• WORK REQUEST:
Reproduce the listing in full. Keep every character unchanged.

• INPUT MATERIAL:

//! Member identity.
//!
//! Members are identified by an opaque account address supplied by the
//! calling layer (wallet, service frontend). The engine never interprets
//! the address; it only compares, orders, and displays it.

use serde::{Deserialize, Serialize};
use std::fmt;

/// Account-address equivalent identifying a member.
///
/// Ordered and hashable so it can key the vote ledger and the member set.
#[derive(Debug, Clone, PartialEq, Eq, Hash, PartialOrd, Ord, Serialize, Deserialize)]
pub struct MemberId(pub String);

impl MemberId {
    /// Create a member id from any address-like string.
    pub fn new(address: impl Into<String>) -> Self {
        Self(address.into())
    }

    /// Returns the raw address string.
    pub fn as_str(&self) -> &str {
        &self.0
    }
}

impl fmt::Display for MemberId {
    fn fmt(&self, f: &mut fmt::Formatter<'_>) -> fmt::Result {
        write!(f, "{}", self.0)
    }
}

impl From<&str> for MemberId {
    fn from(address: &str) -> Self {
        Self(address.to_string())
    }
}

• SOLUTION:
//! Member identity.
//!
//! Members are identified by an opaque account address supplied by the
//! calling layer (wallet, service frontend). The engine never interprets
//! the address; it only compares, orders, and displays it.

use serde::{Deserialize, Serialize};
use std::fmt;

/// Account-address equivalent identifying a member.
///
/// Ordered and hashable so it can key the vote ledger and the member set.
#[derive(Debug, Clone, PartialEq, Eq, Hash, PartialOrd, Ord, Serialize, Deserialize)]
pub struct MemberId(pub String);

impl MemberId {
    /// Create a member id from any address-like string.
    pub fn new(address: impl Into<String>) -> Self {
        Self(address.into())
    }

    /// Returns the raw address string.
    pub fn as_str(&self) -> &str {
        &self.0
    }
}

impl fmt::Display for MemberId {
    fn fmt(&self, f: &mut fmt::Formatter<'_>) -> fmt::Result {
        write!(f, "{}", self.0)
    }
}

impl From<&str> for MemberId {
    fn from(address: &str) -> Self {
        Self(address.to_string())
    }
}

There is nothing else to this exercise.